Projects in the Nixon lab are clustered under three major lines of work:
Alcohol use disorder (AUD), more commonly called alcoholism, is a growing public health problem though pharmacological treatments are not widely successful. People drink to excess for a variety of reasons necessitating a variety of approaches for successful treatment. The majority of pharmacological treatments for AUDs target motivational behaviors of drug use, but targeting this aspect of abuse/addiction alone has not been widely successful. We continue to take the novel approach of examining neuroprotective agents that promote plasticity to repair or protect the brain from alcohol-induced damage.
One region of alcohol neurotoxicity is in behavioral control circuitry which includes the hippocampus and prefrontal cortex.
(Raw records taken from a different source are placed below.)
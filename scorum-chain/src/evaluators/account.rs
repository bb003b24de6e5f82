use super::EvaluationContext;
use crate::asset::Symbol;
use crate::error::Result;
use crate::operations::{AccountCreate, AccountCreateByCommittee};
use crate::services::{
    AccountRegistrationBonusService, AccountService, CommitteeService, RegistrationPoolService,
};
use crate::types::CommitteeKind;

pub(super) fn account_create(ctx: &mut EvaluationContext<'_>, op: &AccountCreate) -> Result<()> {
    let creator = ctx.db.get_account(&op.creator)?.id;
    if op.fee.is_positive() {
        ctx.db.decrease_balance(creator, op.fee)?;
    }
    ctx.db.create_account(
        &op.new_account_name,
        Some(&op.creator),
        &op.json_metadata,
        op.fee,
    )?;
    Ok(())
}

pub(super) fn account_create_by_committee(
    ctx: &mut EvaluationContext<'_>,
    op: &AccountCreateByCommittee,
) -> Result<()> {
    ctx.db.check_account_existence(&op.creator)?;
    ctx.db.get_member(CommitteeKind::Registration, &op.creator)?;

    let bonus = ctx.db.allocate_registration_bonus()?;
    ctx.db.use_registration_bandwidth(&op.creator, bonus)?;
    ctx.db.create_account_with_bonus(
        &op.new_account_name,
        &op.creator,
        &op.json_metadata,
        bonus,
    )?;
    ctx.db
        .create_registration_bonus(&op.new_account_name, bonus.convert(Symbol::Sp))?;
    tracing::debug!(
        account = %op.new_account_name,
        creator = %op.creator,
        bonus = %bonus,
        "account registered by committee"
    );
    Ok(())
}

#[cfg(test)]
mod tests {
    use crate::asset::Asset;
    use crate::error::{Error, EvaluateError};
    use crate::operations::{AccountCreate, AccountCreateByCommittee, Operation};
    use crate::services::{AccountRegistrationBonusService, AccountService, RegistrationPoolService};
    use crate::testing::{apply_operation, ChainStateBuilder};
    use crate::types::{AccountName, CommitteeKind};

    fn name(s: &str) -> AccountName {
        s.parse().unwrap()
    }

    fn register(creator: &str, new: &str) -> Operation {
        Operation::AccountCreateByCommittee(AccountCreateByCommittee {
            creator: name(creator),
            new_account_name: name(new),
            json_metadata: String::new(),
        })
    }

    #[test]
    fn fee_is_staked_for_the_new_account() {
        let mut state = ChainStateBuilder::new()
            .with_account("alice", Asset::scr(100), Asset::sp(0))
            .build()
            .unwrap();
        let op = Operation::AccountCreate(AccountCreate {
            fee: Asset::scr(30),
            creator: name("alice"),
            new_account_name: name("bob"),
            json_metadata: "{}".to_owned(),
        });
        apply_operation(&mut state, op.clone()).unwrap();

        let db = state.database();
        assert_eq!(db.get_account(&name("alice")).unwrap().balance, Asset::scr(70));
        let bob = db.get_account(&name("bob")).unwrap();
        assert_eq!(bob.scorumpower, Asset::sp(30));
        assert_eq!(bob.creator, Some(name("alice")));

        assert_err_match!(
            Error::Evaluate(EvaluateError::AccountAlreadyExists(_)),
            apply_operation(&mut state, op)
        );
    }

    #[test]
    fn committee_member_hands_out_the_pool_bonus() {
        let mut state = ChainStateBuilder::new()
            .with_account("alice", Asset::scr(0), Asset::sp(0))
            .with_account("carol", Asset::scr(0), Asset::sp(0))
            .with_committee_member(CommitteeKind::Registration, "alice")
            .build()
            .unwrap();
        let pool_before = state.database().get_registration_pool().unwrap().balance;

        apply_operation(&mut state, register("alice", "bob")).unwrap();
        let db = state.database();
        let bob = db.get_account(&name("bob")).unwrap();
        let pool = db.get_registration_pool().unwrap();
        let bonus = (pool_before - pool.balance).unwrap();
        assert!(bonus.is_positive());
        assert_eq!(bob.scorumpower, bonus.convert(crate::asset::Symbol::Sp));
        assert_eq!(pool.already_allocated_count, 1);
        assert_eq!(
            db.find_registration_bonus(&name("bob")).unwrap().bonus.amount,
            bonus.amount
        );

        assert_err_match!(
            Error::Evaluate(EvaluateError::NotCommitteeMember { .. }),
            apply_operation(&mut state, register("carol", "dave"))
        );
    }
}
use super::{
    AccountService, DevPoolService, DynamicGlobalPropertyService, RegistrationPoolService,
};
use crate::asset::Asset;
use crate::database::Database;
use crate::error::{EvaluateError, Result, ValidationError};
use crate::schema::CommitteeMemberObject;
use crate::types::{AccountName, CommitteeKind, QuorumKind, Quorums};
use chainbase::key;

/// Whether `votes` out of `members` reach `quorum_percent` (0 to 100).
///
/// Integer arithmetic truncates: two votes out of three are 66.66%.
pub fn is_quorum(votes: u64, members: u64, quorum_percent: u64) -> bool {
    if members == 0 {
        return false;
    }
    let actual = votes.saturating_mul(crate::PERCENT_100 as u64) / members;
    actual >= quorum_percent.saturating_mul(crate::PERCENT_1 as u64)
}

/// Membership and voting rules of the registration and development
/// committees.
pub trait CommitteeService {
    fn committee_members(&self, committee: CommitteeKind) -> Vec<&CommitteeMemberObject>;

    fn members_count(&self, committee: CommitteeKind) -> usize {
        self.committee_members(committee).len()
    }

    fn find_member(
        &self,
        committee: CommitteeKind,
        account: &AccountName,
    ) -> Option<&CommitteeMemberObject>;

    fn is_member(&self, committee: CommitteeKind, account: &AccountName) -> bool {
        self.find_member(committee, account).is_some()
    }

    fn get_member(
        &self,
        committee: CommitteeKind,
        account: &AccountName,
    ) -> Result<&CommitteeMemberObject> {
        self.find_member(committee, account).ok_or_else(|| {
            EvaluateError::NotCommitteeMember {
                committee,
                account: account.clone(),
            }
            .into()
        })
    }

    fn add_member(&mut self, committee: CommitteeKind, account: &AccountName) -> Result<()>;

    /// Remove a member, the committee cannot become empty.
    fn exclude_member(&mut self, committee: CommitteeKind, account: &AccountName) -> Result<()>;

    fn quorums(&self, committee: CommitteeKind) -> Result<Quorums>;

    fn change_quorum(
        &mut self,
        committee: CommitteeKind,
        kind: QuorumKind,
        percent: u64,
    ) -> Result<()>;

    /// Account `amount` of registration bonus handed out by `account` in the
    /// current block against its sliding window allowance.
    fn use_registration_bandwidth(&mut self, account: &AccountName, amount: Asset) -> Result<()>;
}

impl CommitteeService for Database {
    fn committee_members(&self, committee: CommitteeKind) -> Vec<&CommitteeMemberObject> {
        self.committee_members
            .prefix_by(CommitteeMemberObject::BY_COMMITTEE_ACCOUNT, &key![committee])
            .collect()
    }

    fn find_member(
        &self,
        committee: CommitteeKind,
        account: &AccountName,
    ) -> Option<&CommitteeMemberObject> {
        self.committee_members.find_by(
            CommitteeMemberObject::BY_COMMITTEE_ACCOUNT,
            &key![committee, account],
        )
    }

    fn add_member(&mut self, committee: CommitteeKind, account: &AccountName) -> Result<()> {
        self.check_account_existence(account)?;
        ensure!(
            !self.is_member(committee, account),
            EvaluateError::AlreadyCommitteeMember {
                committee,
                account: account.clone(),
            }
        )?;
        self.committee_members.create(|id| CommitteeMemberObject {
            id,
            committee,
            account: account.clone(),
            last_allocated_block: 0,
            per_n_block_remain: 0,
            already_allocated_cash: Asset::scr(0),
        })?;
        tracing::info!(%committee, %account, "committee member added");
        Ok(())
    }

    fn exclude_member(&mut self, committee: CommitteeKind, account: &AccountName) -> Result<()> {
        let member = self.get_member(committee, account)?.id;
        ensure!(
            self.members_count(committee) > 1,
            EvaluateError::CommitteeWouldBeEmpty(committee)
        )?;
        self.committee_members.remove(member)?;
        tracing::info!(%committee, %account, "committee member excluded");
        Ok(())
    }

    fn quorums(&self, committee: CommitteeKind) -> Result<Quorums> {
        Ok(match committee {
            CommitteeKind::Registration => self.dynamic_global_properties()?.registration_quorums,
            CommitteeKind::Development => self.get_dev_pool()?.quorums,
        })
    }

    fn change_quorum(
        &mut self,
        committee: CommitteeKind,
        kind: QuorumKind,
        percent: u64,
    ) -> Result<()> {
        ensure!(
            percent >= self.config.min_quorum_percent && percent <= 100,
            ValidationError::QuorumOutOfRange(percent)
        )?;
        match committee {
            CommitteeKind::Registration => {
                self.update_dynamic_global_properties(|p| p.registration_quorums.set(kind, percent))
            }
            CommitteeKind::Development => self.update_dev_pool(|p| p.quorums.set(kind, percent)),
        }
    }

    fn use_registration_bandwidth(&mut self, account: &AccountName, amount: Asset) -> Result<()> {
        let head_block_num = self.head_block_num()?;
        let window = self.config.registration_limit_window_blocks;
        let maximum_bonus = self.get_registration_pool()?.maximum_bonus;
        let limit = maximum_bonus.amount as i128 * self.config.registration_limit_per_window as i128;
        let member = self.get_member(CommitteeKind::Registration, account)?;

        let passed = if member.last_allocated_block == 0 {
            0
        } else {
            head_block_num.saturating_sub(member.last_allocated_block)
        };
        let mut remain = member.per_n_block_remain.saturating_sub(passed);
        let allocated = if remain > 0 {
            (member.already_allocated_cash + amount)?
        } else {
            remain = window;
            amount
        };
        ensure!(
            allocated.amount as i128 <= limit,
            EvaluateError::RegistrationBandwidthExceeded(account.clone())
        )?;

        let id = member.id;
        self.committee_members.modify(id, |m| {
            m.last_allocated_block = head_block_num;
            m.per_n_block_remain = remain;
            m.already_allocated_cash = allocated;
        })?;
        Ok(())
    }
}
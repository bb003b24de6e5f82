use chainbase::KeyPart;
use serde_derive::{Deserialize, Serialize};
use std::fmt;

/// Seconds since the unix epoch, as stored in records.
#[derive(
    Debug, Clone, Copy, Default, PartialEq, Eq, PartialOrd, Ord, Hash, Serialize, Deserialize,
)]
#[serde(transparent)]
pub struct TimePointSec(pub u32);

impl TimePointSec {
    /// Sentinel for "never", also marks paid out comments.
    pub const MAXIMUM: TimePointSec = TimePointSec(u32::MAX);
    pub const MINIMUM: TimePointSec = TimePointSec(0);

    pub fn secs(self) -> u32 {
        self.0
    }

    pub fn is_maximum(self) -> bool {
        self == TimePointSec::MAXIMUM
    }

    /// Saturates at `MAXIMUM`.
    pub fn add_seconds(self, seconds: u32) -> Self {
        TimePointSec(self.0.saturating_add(seconds))
    }

    pub fn sub_seconds(self, seconds: u32) -> Self {
        TimePointSec(self.0.saturating_sub(seconds))
    }

    /// Seconds elapsed since `earlier`, negative if `earlier` is later.
    pub fn since(self, earlier: TimePointSec) -> i64 {
        self.0 as i64 - earlier.0 as i64
    }
}

impl fmt::Display for TimePointSec {
    fn fmt(&self, f: &mut fmt::Formatter<'_>) -> fmt::Result {
        if self.is_maximum() {
            f.write_str("never")
        } else {
            write!(f, "{}s", self.0)
        }
    }
}

impl From<TimePointSec> for KeyPart {
    fn from(t: TimePointSec) -> Self {
        KeyPart::from(t.0)
    }
}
We hypothesize that damage to this circuit essentially releases a brake on the dysfunctional, compulsive drive of the mesolimbic dopamine system.
Thus, the Nixon Lab has focused on two mechanistic areas relevant to hippocampal structure and function: (1) the role of adult neural stem cells in alcoholic neuropathology and recovery in abstinence and (2) the role microglia play in the adolescent’s enhanced susceptibility to developing an alcohol use disorder.
Our third area encompasses our collaborative drug discovery work, which has focused heavily on novel neuroprotectants but also target-agnostic screening of novel compounds and natural products to treat alcohol and nicotine co-abuse.
Approaches utilize novel or state-of-the-art histological, biochemical and behavioral techniques in ex vivo, in vitro and in vivo models of AUDs.